It may but likely will not.
IMO, this is often used as justification to do as we desire, without giving serious consideration to the following part:
35.There may be times when a Catholic who rejects a candidate’s unacceptable position even on policies promoting an intrinsically evil act may reasonably decide to vote for that candidate for other morally grave reasons. Voting in this way would be permissible only for truly grave moral reasons, not to advance narrow interests or partisan preferences or to ignore a fundamental moral evil:
Note the emphasis on the word “may.” This implies possible, but not common. The Church defines grave for us.
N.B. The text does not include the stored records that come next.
//! 명령행 인자 정의. 값이 주어진 항목만 설정 파일의 기본값을 덮어쓴다.
use std::path::PathBuf;

use clap::{Args, Parser, Subcommand, ValueEnum};

use crate::evaluation::{EvaluationRequest, Scenario, DEFAULT_INSULATION_THICKNESS_MM};
use crate::materials::{InsulationType, WallType};
use crate::units::UnitSystem;

#[derive(Parser, Debug)]
#[command(
    name = "etics",
    about = "Compare a reference wall with an ETICS-insulated wall: U-value, cost, embodied carbon and payback",
    version
)]
pub struct Cli {
    /// Path of the TOML configuration file (created with defaults when missing)
    #[arg(long, global = true, default_value = "config.toml")]
    pub config: PathBuf,
    /// UI language: auto, cs, en or ko
    #[arg(long, global = true, default_value = "auto")]
    pub lang: String,
    /// Log filter used when RUST_LOG is not set (e.g. warn, info, debug)
    #[arg(long, global = true)]
    pub log_level: Option<String>,
    #[command(subcommand)]
    pub command: Option<Command>,
}

#[derive(Subcommand, Debug)]
pub enum Command {
    /// Evaluate one reference/proposal pair and print or export the result
    Compare(CompareArgs),
    /// List the wall and insulation catalogs
    Catalog(CatalogArgs),
    /// Menu-driven session (default command)
    Interactive,
}

#[derive(Debug, Clone, Copy, PartialEq, Eq, Default, ValueEnum)]
pub enum OutputFormat {
    /// Human-readable report
    #[default]
    Text,
    /// Cumulative cost series in long format (year, variant, cumulative_cost)
    Csv,
    /// Full evaluation as JSON
    Json,
}

#[derive(Args, Debug, Default)]
pub struct CompareArgs {
    /// new-build or renovation
    #[arg(long)]
    pub scenario: Option<Scenario>,
    /// Reference wall id (see `etics catalog`)
    #[arg(long)]
    pub wall: Option<WallType>,
    /// eps, mineral-wool or phenolic-foam
    #[arg(long)]
    pub insulation: Option<InsulationType>,
    /// Insulation thickness [mm], 0-300
    #[arg(long)]
    pub thickness: Option<f64>,
    /// Energy price [currency/kWh]
    #[arg(long)]
    pub price: Option<f64>,
    /// Heating degree-days [K·day/year]
    #[arg(long)]
    pub hdd: Option<f64>,
    /// Evaluation period [years], 10-50
    #[arg(long)]
    pub years: Option<u32>,
    /// Display units: si or imperial
    #[arg(long)]
    pub units: Option<UnitSystem>,
    #[arg(long, value_enum, default_value_t = OutputFormat::Text)]
    pub format: OutputFormat,
    /// Write the output to a file instead of stdout
    #[arg(long, short)]
    pub output: Option<PathBuf>,
}

impl CompareArgs {
    /// 주어진 인자만 요청에 반영한다. 시나리오만 바꾸면 기준 벽체도 그 시나리오의 기본값으로 바꾼다.
    pub fn apply(&self, request: &mut EvaluationRequest) {
        if let Some(scenario) = self.scenario {
            if scenario != request.scenario && self.wall.is_none() {
                request.reference_wall = scenario.default_reference().id().to_string();
            }
            request.scenario = scenario;
        }
        if let Some(wall) = self.wall {
            request.reference_wall = wall.id().to_string();
        }
        if let Some(kind) = self.insulation {
            request.insulation = kind.id().to_string();
        }
        if let Some(thickness) = self.thickness {
            request.thickness_mm = thickness;
        }
        if let Some(price) = self.price {
            request.context.energy_price_per_kwh = price;
        }
        if let Some(hdd) = self.hdd {
            request.context.heating_degree_days = hdd;
        }
        if let Some(years) = self.years {
            request.context.horizon_years = years;
        }
    }
}

#[derive(Args, Debug, Default)]
pub struct CatalogArgs {
    /// Thickness used to price the insulation materials [mm]
    #[arg(long, default_value_t = DEFAULT_INSULATION_THICKNESS_MM)]
    pub thickness: f64,
    /// Display units: si or imperial
    #[arg(long)]
    pub units: Option<UnitSystem>,
}
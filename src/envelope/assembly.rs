use serde::Serialize;

use super::thermal::{combined_u, ThermalError};
use crate::materials::{InsulationSpec, WallMaterial};

/// 기재 벽체 + (선택) 단열층으로 이루어진 외벽 구성. 평가마다 새로 만들고 변경하지 않는다.
#[derive(Debug, Clone, PartialEq, Serialize)]
pub struct Assembly {
    pub substrate: WallMaterial,
    pub insulation: Option<InsulationSpec>,
    /// 합성 열관류율 [W/m²K]
    pub u_value: f64,
    /// 총 시공 단가 [통화/m²]
    pub cost_per_m2: f64,
    /// 총 내재탄소 [kg CO2-eq/m²]
    pub gwp_per_m2: f64,
    /// 총 두께 [mm]
    pub thickness_mm: f64,
}

impl Assembly {
    /// 단열 없이 기재만으로 구성한다. 카탈로그 U값은 표면 열저항을 이미 포함하므로 그대로 쓴다.
    pub fn bare(substrate: WallMaterial) -> Result<Self, ThermalError> {
        let u_value = substrate.u_value;
        if !u_value.is_finite() || u_value <= 0.0 {
            return Err(ThermalError::NonPositiveSubstrateU(u_value));
        }
        Ok(Self {
            substrate,
            insulation: None,
            u_value,
            cost_per_m2: substrate.cost_per_m2,
            gwp_per_m2: substrate.gwp_per_m2,
            thickness_mm: substrate.thickness_mm,
        })
    }

    /// 기재 위에 단열층을 붙인 ETICS 구성. 두께 0이어도 표면 열저항을 더해 합성한다.

    pub fn compose(
        substrate: WallMaterial,
        insulation: Option<InsulationSpec>,
    ) -> Result<Self, ThermalError> {
        let u_value = combined_u(&substrate, insulation.as_ref())?;
        let (cost, gwp, thickness) = insulation
            .as_ref()
            .map(|layer| (layer.cost_per_m2, layer.gwp_per_m2, layer.thickness_mm.max(0.0)))
            .unwrap_or((0.0, 0.0, 0.0));
        Ok(Self {
            substrate,
            insulation,
            u_value,
            cost_per_m2: substrate.cost_per_m2 + cost,
            gwp_per_m2: substrate.gwp_per_m2 + gwp,
            thickness_mm: substrate.thickness_mm + thickness,
        })
    }

    pub fn is_insulated(&self) -> bool {
        self.insulation
            .as_ref()
            .is_some_and(|layer| layer.thickness_mm > 0.0)
    }
}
What the good Father did was clarify what the Catechism says, not suggest how loosely this can be applied, or whether or not it applies in this case (or ever has in history).
The Church is not going to say “vote for X.” As with most moral matters, She has given us AMPLE (name removed by moderator)ut on how to properly form and discern the right decisions. We still have free will, and there will always be Catholics who discern, just as there will always be Catholics who use the excerpt as a license to vote for who they really wanted anyway. There is no way to avoid the abuse of this wonderful guidance, but that is on the voter, not the Catechism. Ultimately God knows what is in their heart, and whether or not they were sincere, or simply hiding behind words on paper (the very issue with being too doctrinal and legalistic the Proper just spoke of - “see, technically, if you read the words, I am correct!”). God’s intent is more than words on a page.